Inside the upcoming FTC ruling on Tesla Motors

On January 19th, the Federal Trade Commission is poised to rule on whether Tesla Motors and other carmakers would be allowed to sell their cars directly to consumers. 

Jeff Chiu/AP/File
A Tesla vehicle is parked at a charging station outside of the Tesla factory in Fremont, Calif. Tesla has so far been prevented from selling its cars directly to consumers, but an upcoming FTC ruling may loosen that restriction.

Tesla Motors has had trouble making inroads in some states due to stringent franchise laws and the powerful dealer lobbies that keep those laws in place. But change could be looming around the corner -- change effected not by individual states, but by the Federal Trade Commission.

On Tuesday, January 19, the FTC will hold a series of panel discussions on topics related to the auto industry.
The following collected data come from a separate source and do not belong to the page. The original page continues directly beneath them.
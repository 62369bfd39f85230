//! 操作上下文
//!
//! 封装"我正在处理哪个批次的哪个标签页"这一信息，只用于日志

use std::fmt::Display;

use crate::models::AssessmentType;

#[derive(Debug, Clone, Default, PartialEq, Eq)]
pub struct DeskCtx {
    /// 批次 ID
    pub batch_id: Option<String>,
    /// 当前标签页
    pub tab: Option<AssessmentType>,
}

impl Display for DeskCtx {
    fn fmt(&self, f: &mut std::fmt::Formatter<'_>) -> std::fmt::Result {
        let batch = self.batch_id.as_deref().unwrap_or("-");
        match self.tab {
            Some(tab) => write!(f, "[批次 {} | {}]", batch, tab),
            None => write!(f, "[批次 {}]", batch),
        }
    }
}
Those topics include:

  • The pros and cons of state regulations related to dealership placement and closure; 
  • The benefits and drawbacks associated with state oversight of warranty repairs and,
  • The future of the auto industry and how regulations may need to change to encourage competition and innovation. 

But perhaps the most interesting discussion will take place at 2:15pm, and it'll focus on the topic of direct distribution from automakers to consumers:

"Some states restrict the ability of car makers to sell their vehicles directly to the ultimate consumer, mandating the use of independent, franchised dealers. Several new entrants into automobile manufacturing have sought to bypass or overturn these restrictions and deal directly with the public. Are restrictions on direct distribution in this industry in the public interest? This panel will include experts on both sides of this contentious issue."
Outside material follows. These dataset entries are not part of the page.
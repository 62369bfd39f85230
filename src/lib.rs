//! # Result Desk
//!
//! 考务成绩录入客户端：邮箱 + OTP 登录，按批次拉取考生，录入理论成绩，
//! 并通过 xlsx 表格批量导出 / 导入实操和口试分数。
//!
//! ## 架构设计
//!
//! ### ① 基础设施层（Infrastructure）
//! - `infrastructure/` - 持有会话 token 的存储，只暴露读写能力
//!
//! ### ② 客户端（Clients）
//! - `clients/` - `ExamBackend` trait 与基于 reqwest 的 `ExamClient`
//!
//! ### ③ 业务能力层（Services）
//! - `SessionGate` - 邮箱 → OTP → 已登录
//! - `workbook_export` / `workbook_import` - 表格导出与导入
//! - `theory_result` - 理论成绩组装
//!
//! ### ④ 流程层（Workflow）
//! - `ResultDesk` - 一次会话内的页面状态，编排每个操作员动作
//!
//! ### ⑤ 编排层
//! - `app` - CLI 子命令到操作员动作的映射
//!
//! ## 模块结构

pub mod app;
pub mod clients;
pub mod config;
pub mod error;
pub mod infrastructure;
pub mod models;
pub mod services;
pub mod utils;
pub mod workflow;

// 重新导出常用类型
pub use app::App;
pub use clients::{ExamBackend, ExamClient};
pub use config::Config;
pub use error::{AppError, AppResult};
pub use infrastructure::{FileSessionStore, MemorySessionStore, SessionStore};
pub use services::{GateState, SessionGate};
pub use workflow::{DeskState, ResultDesk};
Among the six panelists in that session: 

  • Todd Maron, General Counsel, Tesla Motors
  • Joel Sheltrown, Vice President of Government Affairs, Elio Motors

Dealers shouldn't be entirely worried, though. There will be some balance to the talks. Reps from New Jersey Coalition of Automotive Retailers, American Automobile Association, and even NADA's Peter Welch will be on hand to offer their opinions, too. 
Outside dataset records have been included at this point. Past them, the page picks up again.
//! 应用入口 - 编排层
//!
//! 每个 CLI 子命令对应页面上的一个操作员动作。CLI 每次调用都是新进程，
//! 批次数据每次重新拉取，只有会话文件跨调用保留。

use std::path::{Path, PathBuf};
use std::str::FromStr;
use std::sync::Arc;

use anyhow::{Context, Result};
use tracing::info;

use crate::clients::{ExamBackend, ExamClient};
use crate::config::Config;
use crate::infrastructure::{FileSessionStore, SessionStore};
use crate::models::AssessmentType;
use crate::services::{format_local_datetime, GateState, SessionGate};
use crate::utils::logging;
use crate::workflow::{DeskState, ResultDesk};

/// 导出时勾选哪些考生
#[derive(Debug, Clone, PartialEq, Eq)]
pub enum CandidatePick {
    /// 点一次全选
    All,
    /// 逐个勾选
    Ids(Vec<String>),
}

/// 一个考生的理论成绩录入：`id=percentage,wpm[,startTime]`
#[derive(Debug, Clone, PartialEq, Eq)]
pub struct TheoryEntry {
    pub candidate_id: String,
    pub percentage: String,
    pub wpm: String,
    pub start_time: Option<String>,
}

impl FromStr for TheoryEntry {
    type Err = String;

    fn from_str(s: &str) -> Result<Self, Self::Err> {
        let (candidate_id, values) = s
            .split_once('=')
            .ok_or_else(|| format!("expected id=percentage,wpm[,startTime], got '{}'", s))?;
        let mut parts = values.splitn(3, ',').map(str::trim);
        let percentage = parts.next().unwrap_or_default();
        let wpm = parts
            .next()
            .ok_or_else(|| format!("missing wpm for candidate '{}'", candidate_id))?;
        let start_time = parts.next().filter(|v| !v.is_empty()).map(str::to_string);

        let candidate_id = candidate_id.trim();
        if candidate_id.is_empty() {
            return Err(format!("missing candidate id in '{}'", s));
        }

        Ok(Self {
            candidate_id: candidate_id.to_string(),
            percentage: percentage.to_string(),
            wpm: wpm.to_string(),
            start_time,
        })
    }
}

/// 应用主结构
pub struct App {
    config: Config,
    backend: Arc<dyn ExamBackend>,
    store: Arc<dyn SessionStore>,
}

impl App {
    /// 初始化应用：HTTP 客户端 + 会话文件
    pub fn initialize(config: Config) -> Result<Self> {
        logging::log_startup(&config);

        let backend = ExamClient::new(&config).context("无法创建后端客户端")?;
        let store = FileSessionStore::new(&config.session_file);

        Ok(Self::with_parts(config, Arc::new(backend), Arc::new(store)))
    }

    /// 使用指定的后端和存储创建
    pub fn with_parts(
        config: Config,
        backend: Arc<dyn ExamBackend>,
        store: Arc<dyn SessionStore>,
    ) -> Self {
        Self {
            config,
            backend,
            store,
        }
    }

    fn gate(&self) -> Result<SessionGate> {
        SessionGate::restore(self.backend.clone(), self.store.clone())
            .context("无法读取会话")
    }

    fn desk(&self) -> Result<ResultDesk> {
        Ok(ResultDesk::from_store(
            self.backend.clone(),
            self.store.as_ref(),
        )?)
    }

    /// 当前登录状态
    pub fn status(&self) -> Result<GateState> {
        Ok(self.gate()?.state().clone())
    }

    /// 第一步：发送 OTP
    pub async fn login(&self, email: &str) -> Result<()> {
        let mut gate = self.gate()?;
        gate.request_otp(email).await?;
        Ok(())
    }

    /// 第二步：校验 OTP
    pub async fn verify(&self, otp: &str) -> Result<()> {
        let mut gate = self.gate()?;
        gate.verify_otp(otp).await?;
        Ok(())
    }

    pub fn logout(&self) -> Result<()> {
        self.gate()?.logout()?;
        Ok(())
    }

    /// 拉取批次并打印考生列表
    pub async fn fetch(&self, batch_id: &str) -> Result<DeskState> {
        let desk = self.desk()?;
        desk.load_batch(batch_id).await?;

        let state = desk.snapshot();
        let rows: Vec<(String, String)> = state
            .data
            .candidates
            .iter()
            .map(|c| (c.enrollment_no.clone(), c.name.clone()))
            .collect();
        logging::log_candidates(batch_id, &rows);
        info!(
            "🕘 批次开始时间: {}",
            format_local_datetime(state.data.batch.start_date.as_deref().unwrap_or_default())
        );
        Ok(state)
    }

    /// 拉取批次、勾选考生并导出表格
    pub async fn export(
        &self,
        batch_id: &str,
        tab: AssessmentType,
        pick: &CandidatePick,
        output_dir: Option<&Path>,
    ) -> Result<PathBuf> {
        let desk = self.desk()?;
        desk.load_batch(batch_id).await?;
        desk.select_tab(tab)?;
        apply_pick(&desk, pick)?;

        let dir = output_dir
            .map(Path::to_path_buf)
            .unwrap_or_else(|| PathBuf::from(&self.config.output_dir));
        Ok(desk.export_results(&dir).await?)
    }

    /// 拉取批次并导入阅卷后的表格
    pub async fn import(
        &self,
        batch_id: &str,
        tab: AssessmentType,
        file: Option<&Path>,
    ) -> Result<usize> {
        let desk = self.desk()?;
        desk.load_batch(batch_id).await?;
        desk.select_tab(tab)?;
        Ok(desk.import_results(file).await?)
    }

    /// 拉取批次并提交理论成绩
    pub async fn theory(&self, batch_id: &str, entries: &[TheoryEntry]) -> Result<usize> {
        let desk = self.desk()?;
        desk.load_batch(batch_id).await?;

        for entry in entries {
            desk.select_candidate(&entry.candidate_id, true)?;
            desk.set_percentage(&entry.candidate_id, &entry.percentage)?;
            desk.set_wpm(&entry.candidate_id, &entry.wpm)?;
            if let Some(start_time) = &entry.start_time {
                desk.set_start_date(&entry.candidate_id, start_time)?;
            }
        }

        Ok(desk.submit_theory().await?)
    }
}

fn apply_pick(desk: &ResultDesk, pick: &CandidatePick) -> Result<()> {
    match pick {
        CandidatePick::All => {
            desk.toggle_select_all();
        }
        CandidatePick::Ids(ids) => {
            for id in ids {
                desk.select_candidate(id, true)?;
            }
        }
    }
    Ok(())
}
Should be interesting, no?

Can't make it? You can check out a live webcast, which kicks off at 9am EST. (There'll be a link on the FTC website the day of the event.)

Interested parties are also encouraged to submit comments, either online or by mailing them to Federal Trade Commission, Office of the Secretary, 600 Pennsylvania Avenue NW, Suite CC-5610 (Annex B), Washington, DC 20580. (Snail-mailers should to write "Auto Distribution Workshop, Project No. P131202" on their submissions.)


The FTC is a federal agency, not a legislative body, so there's little direct action it could take to upend the longstanding state franchise model. 

That said, the very fact that the FTC is hosting this kind of an event signals that it sees the potential for trouble on the horizon -- and frankly, we do, too.

The auto industry is poised for significant changes in the coming decades, including electrification, autonomous driving, car-sharing, and many more upheavals that we can't even conceive just yet. The way that cars are manufactured, sold, serviced, and scrapped will evolve, too. Laws governing the auto industry will need to adapt to those shifts.

For the past century, the U.S. has remained the world's auto industry leader, but that could change due to massive emerging markets like China and India. The auto industry of the future needs to encourage innovation while also being adaptable, making room for smaller companies like Tesla and new entrants like Google and Apple. That dynamic kind of mix keeps every player on its toes.

The discussions on the 19th will likely be the first of many held at the federal and state level. We'd be a little surprised if state franchise laws were completely overturned -- at least in the near future -- but don't be shocked if the feds help open up the market to more competition down the road.

This article first appeared at The Car Connection.